I'm trying to do something with

nameof
expressions in a
CSharpSyntaxWalker
, however, I noticed that there is no
NameOfExpressionSyntax
in the AST. Instead I get an
InvocationExpressionSyntax
for which
SemanticModel.GetSymbolInfo
returns no matching symbols, and the expression of the invocation is an
IdentifierNameSyntax
containing an identifier token
"nameof"
.

So to recognize
nameof
expressions I would have added a special case to
VisitInvocationExpression
, looking for whether
GetSymbolInfo
returns anything and if not, looking for whether the identifier is
nameof
. However, that sounds a bit iffy to me. Is there a better way maybe which shifts that sort of detection logic to the parser?

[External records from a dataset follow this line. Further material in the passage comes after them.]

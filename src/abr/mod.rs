//! ABR (Adobe Brush) file parser
//!
//! Decodes modern (v6+) Photoshop ABR brush files into brush presets with
//! alpha-mask tips. Legacy V1/V2 files are reported as unsupported.
//!
//! # Example
//!
//! ```ignore
//! use sutu_assets::abr::AbrParser;
//!
//! let data = std::fs::read("brush.abr")?;
//! let result = AbrParser::parse(&data);
//!
//! for brush in &result.brushes {
//!     println!("Brush: {} ({}x{})",
//!         brush.name,
//!         brush.tip_image.as_ref().map(|i| i.width()).unwrap_or(0),
//!         brush.tip_image.as_ref().map(|i| i.height()).unwrap_or(0)
//!     );
//! }
//! for warning in &result.warnings {
//!     eprintln!("warning: {}", warning);
//! }
//! ```

pub mod defaults;
mod parser;
mod samp;
mod types;

pub use defaults::AbrDefaults;
pub use parser::AbrParser;
pub use samp::SAMPLE_HEADER_LEN;
pub use types::{AbrParseResult, AlphaMask, BrushDescriptor, BrushPreset, BrushSample};
//! ASL (Adobe Style Library) file parser
//!
//! Decodes Photoshop layer style presets and maps their layer effects onto
//! typed records. Effects without a mapping are reported by name in
//! [`AslParseResult::skipped_effects`].
//!
//! # Example
//!
//! ```ignore
//! use sutu_assets::asl::AslParser;
//!
//! let data = std::fs::read("styles.asl")?;
//! let result = AslParser::parse(&data);
//!
//! for style in &result.styles {
//!     println!("Style: {} ({} effects)", style.name, style.effects.len());
//! }
//! ```

mod effects;
mod parser;
mod types;

pub use effects::{
    is_effect_key, map_effect, skipped_effect_name, MappedEffect, SUPPORTED_EFFECT_KEYS,
};
pub use parser::AslParser;
pub use types::{
    AslParseResult, BevelDirection, BevelEmbossEffect, BevelStyle, BevelTechnique, BlendMode,
    ColorOverlayEffect, GlowSource, GlowTechnique, GradientOverlayEffect, GradientStop,
    GradientStyle, InnerGlowEffect, LayerEffect, LayerStylePreset, OuterGlowEffect, ShadowEffect,
    StrokeEffect, StrokePosition,
};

(P.S.: I know this is probably parsed like this for backwards compatibility reasons; just wondering whether there is an API for distinguishing
nameof
and normal invocations.)

Answer

I now indeed used the following snippet:

if (symbolInfo.Symbol == null &&
    symbolInfo.CandidateSymbols.IsEmpty &&
    symbolInfo.CandidateReason == CandidateReason.None) {
  var identifier = node.Expression as IdentifierNameSyntax;
  if (identifier != null && identifier.Identifier.Kind() == SyntaxKind.IdentifierToken && identifier.Identifier.Text == "nameof") {
    // We have a nameof expression
  }
}

I opted not to exploit the constant value for detection just in case C# 8 or so adds yet a different operator in that vein, that might also have a constant value, but is not nameof. The detection pretty much detects exactly what the specification says is used for determining an invocation being a nameof expression:

Because nameof is not a reserved keyword, a nameof expression is always syntactically ambiguous with an invocation of the simple name nameof. For compatibility reasons, if a name lookup of the name nameof succeeds, the expression is treated as an invocation_expression – regardless of whether the invocation is legal. Otherwise it is a nameof_expression.